//! Addressed delivery: resolve an identity (and event) to connections and
//! write one frame to each.

use std::sync::Arc;
use std::time::Duration;

use axum::Json;
use axum::body::Bytes;
use axum::extract::State;
use futures::future::join_all;
use metrics::counter;
use tracing::{debug, info, warn};

use crate::errors::ApiError;
use crate::metrics::{DISPATCH_DELIVERIES_TOTAL, DISPATCH_FAILURES_TOTAL, DISPATCH_REQUESTS_TOTAL};
use crate::protocol::{DispatchReport, SendRequest};
use crate::server::AppState;
use crate::transport::TransportError;
use crate::websocket::binder::Binder;
use crate::websocket::connection::EventConnection;

/// Deliver `message` to every connection of `identity` that wants `event`.
///
/// Writes run concurrently, each bounded by `write_timeout`. A connection
/// whose write fails or times out is unregistered and closed; the others are
/// unaffected, and closing it happens in the background so the report is
/// ready once every write has settled. An identity with no connections
/// yields an empty report.
pub async fn dispatch(
    binder: &Binder,
    identity: &str,
    event: Option<&str>,
    message: &str,
    write_timeout: Duration,
) -> DispatchReport {
    let targets = binder.lookup(identity, event);
    if targets.is_empty() {
        debug!(user_id = identity, event, "no matching connections");
        return DispatchReport::default();
    }

    let writes = targets
        .iter()
        .map(|conn| deliver(conn, message, write_timeout));
    let results = join_all(writes).await;

    let mut report = DispatchReport {
        matched: targets.len(),
        ..DispatchReport::default()
    };
    for (conn, result) in targets.iter().zip(results) {
        match result {
            Ok(()) => report.delivered += 1,
            Err(e) => {
                report.failed += 1;
                warn!(conn_id = %conn.id, user_id = identity, error = %e, "delivery failed, dropping connection");
                let _ = binder.unregister_connection(conn);
                // Closing waits on the writer; keep it off the response path.
                let conn = conn.clone();
                let _ = tokio::spawn(async move { conn.close().await });
            }
        }
    }
    report
}

async fn deliver(
    conn: &Arc<EventConnection>,
    message: &str,
    write_timeout: Duration,
) -> Result<(), TransportError> {
    tokio::time::timeout(write_timeout, conn.send_text(message))
        .await
        .map_err(|_| TransportError::Timeout(write_timeout))?
}

/// POST {send_path}
pub async fn dispatch_handler(
    State(state): State<AppState>,
    body: Bytes,
) -> Result<Json<DispatchReport>, ApiError> {
    let request: SendRequest = serde_json::from_slice(&body)
        .map_err(|e| ApiError::bad_request(format!("invalid send request: {e}")))?;
    if request.user_id.trim().is_empty() {
        return Err(ApiError::bad_request("userId is required"));
    }

    counter!(DISPATCH_REQUESTS_TOTAL).increment(1);
    let report = dispatch(
        &state.binder,
        &request.user_id,
        request.event.as_deref(),
        &request.message,
        state.config.write_timeout,
    )
    .await;
    counter!(DISPATCH_DELIVERIES_TOTAL).increment(report.delivered as u64);
    counter!(DISPATCH_FAILURES_TOTAL).increment(report.failed as u64);

    info!(
        user_id = %request.user_id,
        event = request.event.as_deref(),
        matched = report.matched,
        delivered = report.delivered,
        failed = report.failed,
        "dispatched message"
    );
    Ok(Json(report))
}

• [Task goal]: With the string "crate" as the key, filter the data above and show the lines that match.

• [Written solution]:
use crate::errors::ApiError;
use crate::metrics::{DISPATCH_DELIVERIES_TOTAL, DISPATCH_FAILURES_TOTAL, DISPATCH_REQUESTS_TOTAL};
use crate::protocol::{DispatchReport, SendRequest};
use crate::server::AppState;
use crate::transport::TransportError;
use crate::websocket::binder::Binder;
use crate::websocket::connection::EventConnection;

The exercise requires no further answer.